2008年1月2日水曜日

日立市内ポタリング

お正月らしい、穏やかな晴れの日なので、ちょっとポタリングに出てみました。引越して間もないので、市内の名所めぐりをやってみます。

まずは、良くも悪くもこの町との関わりが深い2つの企業の歴史的な場所から。
日鉱金属の日立工場です。この近くの山の上に日立鉱山という銅山があって、そこで取れた鉱石から銅を精錬する工場です。ここから、JOMOグループが生まれました。背景の煙突は、1914年に公害対策として立てられた150mの大きな煙突だったのですが、15年ほど前に崩れて1/3くらいの高さになってしまいました。
手前の駐車場が、日立製作所がこの精錬所の電気品の修理工場として創業した場所です。

精錬所から市街地に行く途中に大きな木造の建物があります。かつては共楽館という日立鉱山所有の芝居小屋で、東京から歌舞伎の公演なども来ていたそうです。今は日立市の武道館になっています。

近くに神峰(かみね)神社という市内では比較的ポピュラーな神社があるので初詣に行こうと思いましたが自転車を停められる場所を探してウロウロしているうちに、かみね公園の頂上に来てしまいました。この公園は、市街地を見下ろす高台の上にあって、動物園、遊園地、プールの他、この町出身の音楽家 吉田正(橋幸夫+吉永小百合の「いつでも夢を」が代表作)の記念館があります。春は桜の名所でもあります。画面の左端付近に先ほどの煙突も見えます。

展望台からは太平洋と市街地を一望にできます。

日立銀座という旧市街地です。1月2日ですから初売りで開ける店があってもおかしくないのですが、全店閉まってます。もっとも、普段でも半分以上のシャッターが閉じたままだったりします。この町で一番大きかった3階建ての書店も、今は売り場を1階の一部に縮小してしまい、見る影もありません。マクドナルドの市内1号店も閉まっちゃいました。
買い物客が郊外のロードサイドの大型駐車場付ショッピングセンターへ流れてしまって旧市街が衰退する、という現象はどの地方都市でも共通みたいです。特に、この町では、地元の2大企業の市内における事業規模が縮小傾向にあること、市内の交通政策が後手後手のため市内の移動自体が精神的苦痛を伴うこと、などの理由で旧市街の衰退がより顕著になっているように見えます。

この町でもメジャーだった映画館の跡です。ここから1ブロック離れた場所にあった系列館も1年前に閉まりました。他に近くと駅前のショッピングセンター内に各々2スクリーンのミニミニシネコンがあったのですが、それらも閉まって、日立市内から映画館がなくなってしまいました。

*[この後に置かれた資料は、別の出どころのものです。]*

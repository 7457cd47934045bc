//! Event-driven actions: throttled on enqueue, drained by a single consumer.

use std::sync::{Arc, Mutex};
use std::time::Duration;

use argus_types::Priority;
use hashbrown::HashMap;
use serde::Serialize;
use tokio::sync::{Notify, watch};
use tokio::time::Instant;
use tracing::debug;

use crate::lock;
use crate::queue::{ExecutionLimits, Outcome, PriorityBuckets, PushOutcome, WorkFactory};
use crate::queue::{run_guarded, shutdown_requested};

/// Throttle bookkeeping is pruned once it tracks this many ids.
const THROTTLE_PRUNE_AT: usize = 1024;

#[derive(Debug, Clone, Copy, Default, PartialEq, Eq, Serialize)]
pub struct EventStats {
    pub enqueued: u64,
    pub executed: u64,
    /// Includes timeouts
    pub failed: u64,
    /// Same id again inside the throttle window
    pub throttled: u64,
    /// Rejected on overflow or after shutdown, or pending at shutdown
    pub dropped: u64,
    pub evicted: u64,
    pub pending: usize,
}

struct PendingEvent {
    id: String,
    factory: WorkFactory,
    enqueued_at: Instant,
}

struct EventState {
    pending: PriorityBuckets<PendingEvent>,
    last_enqueued: HashMap<String, Instant>,
    stats: EventStats,
    closed: bool,
}

pub(super) struct EventQueue {
    client: Arc<str>,
    state: Mutex<EventState>,
    ready: Notify,
    throttle: Duration,
}

impl EventQueue {
    pub(super) fn new(client: Arc<str>, capacity: usize, throttle: Duration) -> Self {
        Self {
            client,
            state: Mutex::new(EventState {
                pending: PriorityBuckets::new(capacity),
                last_enqueued: HashMap::new(),
                stats: EventStats::default(),
                closed: false,
            }),
            ready: Notify::new(),
            throttle,
        }
    }

    pub(super) fn push(&self, id: String, priority: Priority, factory: WorkFactory) -> bool {
        let now = Instant::now();
        let mut state = lock(&self.state);

        if state.closed {
            state.stats.dropped += 1;
            return false;
        }

        // Drop, don't replace: the pending instance already covers this trigger
        if let Some(last) = state.last_enqueued.get(&id)
            && now.saturating_duration_since(*last) < self.throttle
        {
            state.stats.throttled += 1;
            debug!(client = %self.client, event = %id, "event throttled");
            return false;
        }

        if state.last_enqueued.len() >= THROTTLE_PRUNE_AT {
            let throttle = self.throttle;
            state
                .last_enqueued
                .retain(|_, last| now.saturating_duration_since(*last) < throttle);
        }

        let event = PendingEvent {
            id: id.clone(),
            factory,
            enqueued_at: now,
        };
        match state.pending.push(priority, event) {
            PushOutcome::Queued => {}
            PushOutcome::Evicted { victim, level } => {
                state.stats.evicted += 1;
                debug!(client = %self.client, evicted = %victim.id, evicted_priority = %level, "event queue full, evicted");
            }
            PushOutcome::Rejected(_) => {
                state.stats.dropped += 1;
                debug!(client = %self.client, event = %id, %priority, "event queue full, dropping");
                return false;
            }
        }

        state.last_enqueued.insert(id, now);
        state.stats.enqueued += 1;
        drop(state);
        self.ready.notify_one();
        true
    }

    /// Reject further events and drop everything pending.
    pub(super) fn close(&self) -> usize {
        let mut state = lock(&self.state);
        state.closed = true;
        let dropped = state.pending.drain().len();
        state.stats.dropped += dropped as u64;
        dropped
    }

    pub(super) fn stats(&self) -> EventStats {
        let state = lock(&self.state);
        EventStats {
            pending: state.pending.len(),
            ..state.stats
        }
    }

    /// Executes events one at a time, highest priority first.
    pub(super) async fn consume(
        self: Arc<Self>,
        limits: ExecutionLimits,
        mut shutdown: watch::Receiver<bool>,
    ) {
        loop {
            let next = lock(&self.state).pending.pop();
            let Some((priority, event)) = next else {
                tokio::select! {
                    _ = self.ready.notified() => {}
                    _ = shutdown_requested(&mut shutdown) => break,
                }
                continue;
            };

            debug!(
                client = %self.client,
                event = %event.id,
                %priority,
                waited = ?event.enqueued_at.elapsed(),
                "executing event"
            );
            let outcome = run_guarded(&event.id, (event.factory)(), limits, &mut shutdown).await;

            let mut state = lock(&self.state);
            match outcome {
                Outcome::Completed { .. } => state.stats.executed += 1,
                Outcome::Failed { .. } | Outcome::TimedOut { .. } => state.stats.failed += 1,
                Outcome::Cancelled => break,
            }
        }
        debug!(client = %self.client, "event consumer exiting");
    }
}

日立銀座から平和通りという大通りを挟んで反対側にあるさくらシティひたちというショッピングセンターです。ここは一昔前までは伊勢甚という茨城圏内最大のデパートチェーンが入ってました。20年ほど前にオープンしたときはとても賑わっていて、休日に車で行くと駐車場の空き待ちで何十分も待たされたことがあります。その後客足が落ちて3年前にデパートが閉店し、一時完全に閉まっていました。2年ほど前に新しいテナントが入って再開したのですが、駐車場を2時間無料にしても客足は戻っていないようです。各フロアーがベニア板のパーティションで仕切られて、かつての半分くらいの売場面積に縮小しているのに、それでも空いたスペースが目立つのはとても物悲しく感じます。

といったところで、昼ごはんの時間が近付いてきました。旧市街よりは少しはマシな駅前の再開発地区にあるイトーヨーカドーでカミさんから頼まれた食料品の買い物を済ませて、帰途に就きました。ただ、ヨーカドーの食品売り場にはインストアベーカリーがないことがわかりました。メーカー工場で焼いてから何時間も掛けて輸送されてきたパンが店内で焼いたばかりのものにかなうはずがありません。ハッキリ言って店内で焼いてる近所のサンユーの方がマトモです。ここも長くないかもしれません。